Airport response team never alerted
February 18, 2009
Suzanne Fournier, The Province
An airport manager said yesterday that he didn't call in the airport's own first responders to save Robert Dziekanski's life because he was concerned a plane could crash or a fire could break out.
Robert Ginter, who was the Airport Response Co-ordinator on Oct. 14, 2007, the night Dziekanski was Tasered by RCMP and died, admitted that he went against airport protocol when he did not dispatch the Emergency Response Services (ERS) from a fire hall at the airport.
Ginter said he didn't want to have all airport staff busy at one site.
We did not have anybody to respond if there was any potential incident . . . if there was to be another medical call, a fire or an aircraft incident," said Ginter, insisting his "role was to keep a view of the larger picture . . . don't undermine the safety and security of the airport."
Ginter said that he went to the international arrivals area, where he saw Dziekanski Tasered and restrained on the ground by four RCMP officers, but thought his job was to check for damaged furniture, glass or computers.
"It was the most violent thing I've ever seen in my life," he said in his testimony before the Braidwood inquiry into Dziekanski's death and Taser use.
Ginter said Dziekanski "was under the care and control of the RCMP" and not his responsibility.
He denied assertions that an earlier confrontation with ERS led him to hold them back from responding to Dziekanski.
Earlier that night, Ginter had asked that the ERS repair a pothole on a runway. But ERS supervisor Andrew Caldwell refused, saying he didn't want to assign a crew to road repairs in case they were required for a medical call.
Richmond Fire Capt. Kirby Graeme testified earlier that Dziekanski was lifeless by the time firefighters arrived and that in 23 years of responding to calls at the airport, he'd never arrived at a scene before the airport's own ERS.
Dziekanski, a new immigrant to Canada from Poland, had spent 24 hours travelling and 10 hours in the Vancouver airport.
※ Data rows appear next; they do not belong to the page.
//! Command implementations for the RuleGuard CLI.
//!
//! Each submodule carries one subcommand: its clap argument struct and the
//! `execute` entry point called from `main`.

pub mod docs_cmd;
pub mod validate_cmd;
He became distraught and threw furniture.
Outside the inquiry yesterday, Dziekanski's mother, Zofia Cisowski, said it was "very, very hard" for her to listen in the courtroom.
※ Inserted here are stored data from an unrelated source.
use clap::{Parser, Subcommand};

mod commands;
mod errors;
mod render;

use commands::docs_cmd::DocsArgs;
use commands::validate_cmd::ValidateArgs;
use tracing::error;
use tracing_subscriber::{fmt, prelude::*, EnvFilter};

#[cfg(test)]
#[path = "main_tests.rs"]
mod tests;

/// RuleGuard CLI: Validate Prometheus rule files before they ship
#[derive(Parser)]
#[command(name = "rule-guard")]
#[command(about = "Validate Prometheus alerting and recording rules", long_about = None)]
struct Cli {
    #[command(subcommand)]
    command: Commands,
}

#[derive(Subcommand)]
enum Commands {
    /// Validate rule files against the configured validation rules
    #[command()]
    Validate(ValidateArgs),

    /// Render the configured validation rules as documentation
    ValidationDocs(DocsArgs),

    /// Show the CLI version
    Version,
}

/// Exit code for a validate run: 0 only for a clean run; validation
/// failures and fatal configuration or I/O errors both exit 1, so a CI
/// gate needs a single nonzero check.
fn validate_exit_code(outcome: &Result<bool, errors::Error>) -> i32 {
    match outcome {
        Ok(false) => 0,
        Ok(true) | Err(_) => 1,
    }
}

#[tokio::main]
async fn main() {
    // Initialize logging
    tracing_subscriber::registry()
        .with(fmt::layer().pretty())
        .with(EnvFilter::from_env("RULE_GUARD_LOG"))
        .init();

    let cli = Cli::parse();
    match &cli.command {
        Commands::Validate(args) => {
            let outcome = commands::validate_cmd::execute(args).await;
            if let Err(e) = &outcome {
                error!("Error: {e}");
            }
            std::process::exit(validate_exit_code(&outcome));
        }
        Commands::ValidationDocs(args) => {
            if let Err(e) = commands::docs_cmd::execute(args).await {
                error!("Error: {e}");
                std::process::exit(1);
            }
        }
        Commands::Version => {
            // Print version info from baked-in value
            println!(
                "rule-guard version {}",
                option_env!("RULE_GUARD_VERSION").unwrap_or(env!("CARGO_PKG_VERSION"))
            );
            std::process::exit(0);
        }
    }
}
"He ignores my Robert," said Cisowski, adding that Ginter appeared to "only care" about airport property. "If everybody had just done their job, Robert would be alive today . . . I miss him so much."
Earlier yesterday, security guard Trevor Enchelmaier testified that he found a stapler only after discussions with RCMP on the scene who claimed Dziekanski wielded a stapler as a weapon.
"The RCMP and [airport] operations had mentioned he had something in his hand . . . and we were trying to work out what it was and I found the stapler," Enchelmaier agreed he told police that night.
Enchelmaier also watched the Pritchard video where he appears to stand on Dziekanski's legs, but explained: "I wasn't assisting police, I was helping Mr. Dziekanski."
He said he was concerned Dziekanski might injure his thrashing legs.